Now Bateeilee Blog will share What is Aqne?. What is acne? How and why does acne develop? And, most importantly, what can be done to treat acne? Acne at its most basic is a disorder of the pilosebaceous unit, or what is commonly called the hair follicle or pore. According to the American Academy of Dermatology, it is the most common skin disorder in the United States. Acne vulgaris, as common acne is known, is classified as a chronic inflammatory disease of the skin.

Acne is characterized by the presence of pimples or "zits", blackheads, and whiteheads. It chiefly affects the face, neck, chest, back, and/or upper arms of sufferers. Rarely you will find acne in other areas of the body. Acne varies in development from very mild to extremely severe.

Who Suffers From Acne?

Acne most frequently effects teens and preteens. Three out of four teens will experience acne. Acne strikes both sexes equally, but teen boys tend to have longer lasting and more severe acne than do girls.

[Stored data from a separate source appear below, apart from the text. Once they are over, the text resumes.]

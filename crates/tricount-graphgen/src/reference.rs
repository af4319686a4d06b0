//! Brute-force triangle counting, used as an oracle for the pipeline

use std::collections::{BTreeMap, HashMap, HashSet};

#[derive(Debug, Clone, Default, PartialEq, Eq)]
pub struct ReferenceCount {
    pub total: u64,
    /// Vertices in at least one triangle
    pub per_vertex: BTreeMap<u64, u64>,
}

/// Count triangles of an undirected edge list.
///
/// Each triangle is found once as `u < v < w` with all three edges present.
/// Duplicate edges and self-loops are ignored.
pub fn count_triangles(edges: &[(u64, u64)]) -> ReferenceCount {
    let mut neighbors: HashMap<u64, HashSet<u64>> = HashMap::new();
    for &(u, v) in edges {
        if u == v {
            continue;
        }
        neighbors.entry(u).or_default().insert(v);
        neighbors.entry(v).or_default().insert(u);
    }

    let mut count = ReferenceCount::default();
    for (&u, u_neighbors) in &neighbors {
        for &v in u_neighbors {
            if v <= u {
                continue;
            }
            for &w in &neighbors[&v] {
                if w <= v {
                    continue;
                }
                if u_neighbors.contains(&w) {
                    count.total += 1;
                    for x in [u, v, w] {
                        *count.per_vertex.entry(x).or_insert(0) += 1;
                    }
                }
            }
        }
    }
    count
}

#[cfg(test)]
mod tests {
    use super::*;

    #[test]
    fn test_k4() {
        let edges = [(1, 2), (1, 3), (1, 4), (2, 3), (2, 4), (3, 4)];
        let count = count_triangles(&edges);
        assert_eq!(count.total, 4);
        assert!(count.per_vertex.values().all(|&c| c == 3));
    }

    #[test]
    fn test_path_and_duplicates() {
        assert_eq!(count_triangles(&[(1, 2), (2, 3), (3, 4)]).total, 0);
        assert_eq!(count_triangles(&[(1, 2), (2, 1), (2, 3), (1, 3), (3, 3)]).total, 1);
    }
}
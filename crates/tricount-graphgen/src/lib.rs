//! Seeded graph generators for exercising the triangle counter
//!
//! `uniform_random` spreads edges evenly, `preferential_attachment` grows a
//! few high-degree hubs. `count_triangles` is a brute-force oracle to check
//! pipeline results against.

pub mod reference;
pub mod skewed;
pub mod uniform;

pub use reference::{count_triangles, ReferenceCount};
pub use skewed::preferential_attachment;
pub use uniform::uniform_random;

use std::collections::HashMap;
use std::io::{self, Write};
use thiserror::Error;

#[derive(Error, Debug, Clone, PartialEq, Eq)]
pub enum GenError {
    #[error("a simple graph needs at least 2 vertices, got {0}")]
    TooFewVertices(u64),

    #[error("{requested} edges requested but {vertices} vertices allow at most {max}")]
    TooManyEdges {
        requested: u64,
        vertices: u64,
        max: u64,
    },

    #[error("attachment count must be in 1..{vertices}, got {m}")]
    InvalidAttachment { m: u64, vertices: u64 },
}

pub type GenResult<T> = Result<T, GenError>;

/// A simple undirected graph over vertices `1..=vertices`.
///
/// Every edge is stored as `(min, max)` and appears once.
#[derive(Debug, Clone, PartialEq, Eq)]
pub struct GeneratedGraph {
    pub vertices: u64,
    pub edges: Vec<(u64, u64)>,
}

impl GeneratedGraph {
    /// Edge records as `u v` lines
    pub fn to_lines(&self) -> Vec<String> {
        self.edges.iter().map(|(u, v)| format!("{} {}", u, v)).collect()
    }

    pub fn write_to(&self, mut out: impl Write) -> io::Result<()> {
        for (u, v) in &self.edges {
            writeln!(out, "{} {}", u, v)?;
        }
        out.flush()
    }

    pub fn max_degree(&self) -> u64 {
        let mut degrees: HashMap<u64, u64> = HashMap::new();
        for &(u, v) in &self.edges {
            *degrees.entry(u).or_insert(0) += 1;
            *degrees.entry(v).or_insert(0) += 1;
        }
        degrees.into_values().max().unwrap_or(0)
    }
}

fn canonical(u: u64, v: u64) -> (u64, u64) {
    if u < v {
        (u, v)
    } else {
        (v, u)
    }
}

#[cfg(test)]
mod tests {
    use super::*;

    #[test]
    fn test_lines_and_write() {
        let graph = GeneratedGraph {
            vertices: 3,
            edges: vec![(1, 2), (2, 3)],
        };
        assert_eq!(graph.to_lines(), vec!["1 2", "2 3"]);

        let mut buf = Vec::new();
        graph.write_to(&mut buf).unwrap();
        assert_eq!(String::from_utf8(buf).unwrap(), "1 2\n2 3\n");
        assert_eq!(graph.max_degree(), 2);
    }

    #[test]
    fn test_max_degree_of_huge_ids() {
        let graph = GeneratedGraph {
            vertices: u64::MAX,
            edges: vec![(1, u64::MAX), (2, u64::MAX)],
        };
        assert_eq!(graph.max_degree(), 2);
    }
}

But acne is not limited to teens. Many men and women suffer from adult onset acne breakouts. Acne can also occur in babies, toddlers, and children.

How Does Acne Develop?

Acne occurs when oil and dead skin cells become trapped within the hair follicle, creating a plug within the pore. This plug of dead cells and oil is called a comedo. Blackheads and whiteheads are examples of non-inflamed comedones.

As the breakout progresses and bacteria invade, the follicle wall may rupture within the dermis, creating inflammation and redness. Inflamed blemishes vary in severity depending on the damage to the follicle wall and the amount of infection present. Severe cases of acne may lead to deeper lesions and cysts.

Most people with acne have a number of non-inflamed lesions, or comedones. However, not every acne sufferer necessarily suffers from inflamed breakouts.

What Causes Acne?

There is no precise cause of acne; rather, it is a result of many factors coming together to create an acne situation. Those who are prone to acne often have skin that is oilier than average. Excess oil can easily become trapped within the pore, creating an impaction.

Acneic skin also produces more dead skin cells than is normal, and those skin cells are not being shed properly (a condition called retention hyperkeratosis). These dead cells stick to the surface of the skin and inside the follicles, mixing with excess oil and creating a comedo.

When the pore becomes blocked by cellular debris and oil, a bacterium that is normally present within the pore grows unchecked. Propionibacteria acnes (P. acnes) are found in great numbers on acneic skin, causing inflamed breakouts.

Why Does Acne Occur?

Acne often first appears during puberty, when there is a surge of androgen hormones within the body. Androgens stimulate the sebaceous glands, creating an oilier complexion and one more prone to breakouts.

Most dermatologists agree androgen hormones significantly influence acne development. In addition to puberty, women may see considerable hormonal fluctuations are during menstruation, pregnancy, menopause and perimenopause. During these life phases, acne is most likely to develop or flare up.

Other factors that contribute to acne development include oily cosmetics, comedogenic skin care or hair care products, certain drugs such as steroids and estrogen medications. Acne tends to run in families. If your parents had acne at any point in their lives, your chance of developing acne is higher.

Is There a Cure for Acne?

Acne is a complex problem, but one we are learning more about every day. While there is no cure, many treatment options are available to those who have acne. It takes time and patience, but nearly every case of acne can be controlled successfully.

Where Should I Go First?

Most mild cases of acne can be treated effectively at home, with good daily skin care and over-the-counter treatments, such as benzoyl peroxide or salicylic acid. If you are suffering from moderate to severe acne or home treatments are not working for you, contact your doctor. Your dermatologist can help devise a course of therapy that is right for you.